## DATA FOR PROCESSING
━━━━━━━━━━━━━━━━━━━━
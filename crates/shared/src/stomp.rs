//! STOMP 1.2 text frame codec.
//!
//! Only what a subscribing client needs: building CONNECT / SUBSCRIBE /
//! DISCONNECT frames and decoding whatever the broker sends back. Frames are
//! plain UTF-8; binary bodies are not supported.

use std::fmt;
use std::str::FromStr;

use crate::error::ProtocolError;
use crate::protocol::STOMP_ACCEPT_VERSIONS;

/// A bare EOL, exchanged as a heart-beat between frames.
pub const HEARTBEAT: &str = "\n";

#[derive(Debug, Clone, Copy, PartialEq, Eq, Hash)]
pub enum Command {
    Connect,
    Stomp,
    Connected,
    Send,
    Subscribe,
    Unsubscribe,
    Ack,
    Nack,
    Begin,
    Commit,
    Abort,
    Disconnect,
    Message,
    Receipt,
    Error,
}

impl Command {
    pub fn as_str(self) -> &'static str {
        match self {
            Command::Connect => "CONNECT",
            Command::Stomp => "STOMP",
            Command::Connected => "CONNECTED",
            Command::Send => "SEND",
            Command::Subscribe => "SUBSCRIBE",
            Command::Unsubscribe => "UNSUBSCRIBE",
            Command::Ack => "ACK",
            Command::Nack => "NACK",
            Command::Begin => "BEGIN",
            Command::Commit => "COMMIT",
            Command::Abort => "ABORT",
            Command::Disconnect => "DISCONNECT",
            Command::Message => "MESSAGE",
            Command::Receipt => "RECEIPT",
            Command::Error => "ERROR",
        }
    }

    /// CONNECT and CONNECTED headers are never escaped (STOMP 1.2 §Value Encoding).
    fn escapes_headers(self) -> bool {
        !matches!(self, Command::Connect | Command::Connected)
    }
}

impl FromStr for Command {
    type Err = ProtocolError;

    fn from_str(s: &str) -> Result<Self, Self::Err> {
        Ok(match s {
            "CONNECT" => Command::Connect,
            "STOMP" => Command::Stomp,
            "CONNECTED" => Command::Connected,
            "SEND" => Command::Send,
            "SUBSCRIBE" => Command::Subscribe,
            "UNSUBSCRIBE" => Command::Unsubscribe,
            "ACK" => Command::Ack,
            "NACK" => Command::Nack,
            "BEGIN" => Command::Begin,
            "COMMIT" => Command::Commit,
            "ABORT" => Command::Abort,
            "DISCONNECT" => Command::Disconnect,
            "MESSAGE" => Command::Message,
            "RECEIPT" => Command::Receipt,
            "ERROR" => Command::Error,
            other => return Err(ProtocolError::UnknownCommand(other.to_string())),
        })
    }
}

impl fmt::Display for Command {
    fn fmt(&self, f: &mut fmt::Formatter<'_>) -> fmt::Result {
        f.write_str(self.as_str())
    }
}

/// Heart-beat intervals in milliseconds, as carried by the `heart-beat` header.
///
/// `0` means "will not send" / "does not want to receive".
#[derive(Debug, Clone, Copy, Default, PartialEq, Eq)]
pub struct HeartBeat {
    pub outgoing: u32,
    pub incoming: u32,
}

impl HeartBeat {
    pub const fn new(outgoing: u32, incoming: u32) -> Self {
        Self { outgoing, incoming }
    }

    /// Parse a `cx,cy` header value.
    pub fn parse(value: &str) -> Option<Self> {
        let (outgoing, incoming) = value.split_once(',')?;
        Some(Self {
            outgoing: outgoing.trim().parse().ok()?,
            incoming: incoming.trim().parse().ok()?,
        })
    }

    pub fn header_value(&self) -> String {
        format!("{},{}", self.outgoing, self.incoming)
    }

    /// Combine our requested intervals with the server's `heart-beat` header.
    ///
    /// Each direction runs at the slower of the two requested rates, or is off
    /// when either side declines it. A missing header disables both directions.
    pub fn negotiate(&self, server: Option<&str>) -> Self {
        let server = server.and_then(HeartBeat::parse).unwrap_or_default();
        let pick = |ours: u32, theirs: u32| {
            if ours == 0 || theirs == 0 {
                0
            } else {
                ours.max(theirs)
            }
        };
        Self {
            outgoing: pick(self.outgoing, server.incoming),
            incoming: pick(self.incoming, server.outgoing),
        }
    }
}

#[derive(Debug, Clone, PartialEq, Eq)]
pub struct Frame {
    pub command: Command,
    pub headers: Vec<(String, String)>,
    pub body: String,
}

impl Frame {
    pub fn new(command: Command) -> Self {
        Self {
            command,
            headers: Vec::new(),
            body: String::new(),
        }
    }

    pub fn header(mut self, name: impl Into<String>, value: impl Into<String>) -> Self {
        self.headers.push((name.into(), value.into()));
        self
    }

    pub fn with_body(mut self, body: impl Into<String>) -> Self {
        self.body = body.into();
        self
    }

    /// Look up a header. When a header repeats, the first occurrence wins.
    pub fn get(&self, name: &str) -> Option<&str> {
        self.headers
            .iter()
            .find(|(key, _)| key == name)
            .map(|(_, value)| value.as_str())
    }

    pub fn connect(heart_beat: HeartBeat) -> Self {
        Frame::new(Command::Connect)
            .header("accept-version", STOMP_ACCEPT_VERSIONS)
            .header("heart-beat", heart_beat.header_value())
    }

    pub fn connected(version: &str, heart_beat: HeartBeat) -> Self {
        Frame::new(Command::Connected)
            .header("version", version)
            .header("heart-beat", heart_beat.header_value())
    }

    pub fn subscribe(id: &str, destination: &str) -> Self {
        Frame::new(Command::Subscribe)
            .header("id", id)
            .header("destination", destination)
            .header("ack", "auto")
    }

    pub fn disconnect() -> Self {
        Frame::new(Command::Disconnect)
    }

    pub fn message(destination: &str, subscription: &str, message_id: &str, body: &str) -> Self {
        Frame::new(Command::Message)
            .header("destination", destination)
            .header("subscription", subscription)
            .header("message-id", message_id)
            .with_body(body)
    }

    pub fn error(message: &str, details: &str) -> Self {
        Frame::new(Command::Error)
            .header("message", message)
            .with_body(details)
    }

    /// Serialize the frame, including the trailing NUL.
    ///
    /// A `content-length` header is added for non-empty bodies unless the
    /// caller already set one.
    pub fn encode(&self) -> String {
        let mut out = String::with_capacity(64 + self.body.len());
        out.push_str(self.command.as_str());
        out.push('\n');

        let escape = self.command.escapes_headers();
        for (name, value) in &self.headers {
            if escape {
                push_escaped(&mut out, name);
                out.push(':');
                push_escaped(&mut out, value);
            } else {
                out.push_str(name);
                out.push(':');
                out.push_str(value);
            }
            out.push('\n');
        }
        if !self.body.is_empty() && self.get("content-length").is_none() {
            out.push_str(&format!("content-length:{}\n", self.body.len()));
        }

        out.push('\n');
        out.push_str(&self.body);
        out.push('\0');
        out
    }
}

fn push_escaped(out: &mut String, raw: &str) {
    for c in raw.chars() {
        match c {
            '\\' => out.push_str("\\\\"),
            '\n' => out.push_str("\\n"),
            '\r' => out.push_str("\\r"),
            ':' => out.push_str("\\c"),
            other => out.push(other),
        }
    }
}

fn unescape(raw: &str) -> Result<String, ProtocolError> {
    let mut out = String::with_capacity(raw.len());
    let mut chars = raw.chars();
    while let Some(c) = chars.next() {
        if c != '\\' {
            out.push(c);
            continue;
        }
        match chars.next() {
            Some('\\') => out.push('\\'),
            Some('n') => out.push('\n'),
            Some('r') => out.push('\r'),
            Some('c') => out.push(':'),
            _ => return Err(ProtocolError::InvalidEscape(raw.to_string())),
        }
    }
    Ok(out)
}

/// Read one line starting at `pos`, returning it without its EOL and the
/// position just after the EOL.
fn read_line(input: &str, pos: usize) -> Result<(&str, usize), ProtocolError> {
    let rest = input.get(pos..).ok_or(ProtocolError::MissingTerminator)?;
    let end = rest.find('\n').ok_or(ProtocolError::MissingTerminator)?;
    let line = rest[..end].strip_suffix('\r').unwrap_or(&rest[..end]);
    Ok((line, pos + end + 1))
}

/// Decode every frame contained in one transport message.
///
/// Heart-beat EOLs before, between and after frames are skipped, so a message
/// consisting only of heart-beats decodes to an empty list.
pub fn decode_frames(input: &str) -> Result<Vec<Frame>, ProtocolError> {
    let bytes = input.as_bytes();
    let mut frames = Vec::new();
    let mut pos = 0;

    loop {
        while pos < bytes.len() && matches!(bytes[pos], b'\n' | b'\r') {
            pos += 1;
        }
        if pos >= bytes.len() {
            break;
        }

        let (line, next) = read_line(input, pos)?;
        let command = Command::from_str(line)?;
        pos = next;

        let mut headers = Vec::new();
        loop {
            let (line, next) = read_line(input, pos)?;
            pos = next;
            if line.is_empty() {
                break;
            }
            let (name, value) = line
                .split_once(':')
                .ok_or_else(|| ProtocolError::MalformedHeader(line.to_string()))?;
            if command.escapes_headers() {
                headers.push((unescape(name)?, unescape(value)?));
            } else {
                headers.push((name.to_string(), value.to_string()));
            }
        }

        let content_length = headers
            .iter()
            .find(|(name, _)| name == "content-length")
            .map(|(_, value)| {
                value
                    .trim()
                    .parse::<usize>()
                    .map_err(|_| ProtocolError::ContentLength(value.clone()))
            })
            .transpose()?;

        let body = match content_length {
            Some(len) => {
                let end = pos + len;
                let body = input
                    .get(pos..end)
                    .ok_or_else(|| ProtocolError::ContentLength(len.to_string()))?;
                if bytes.get(end) != Some(&0) {
                    return Err(ProtocolError::MissingNull);
                }
                pos = end + 1;
                body
            }
            None => {
                let rest = input.get(pos..).ok_or(ProtocolError::MissingNull)?;
                let end = rest.find('\0').ok_or(ProtocolError::MissingNull)?;
                pos += end + 1;
                &rest[..end]
            }
        };

        frames.push(Frame {
            command,
            headers,
            body: body.to_string(),
        });
    }

    Ok(frames)
}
━━━━━━━━━━━━━━━━━━━━
## EXERCISE BRIEF
Find the word "between" in the material, then list each line that holds it.

## OUTPUT BELOW
/// A bare EOL, exchanged as a heart-beat between frames.
/// Heart-beat EOLs before, between and after frames are skipped, so a message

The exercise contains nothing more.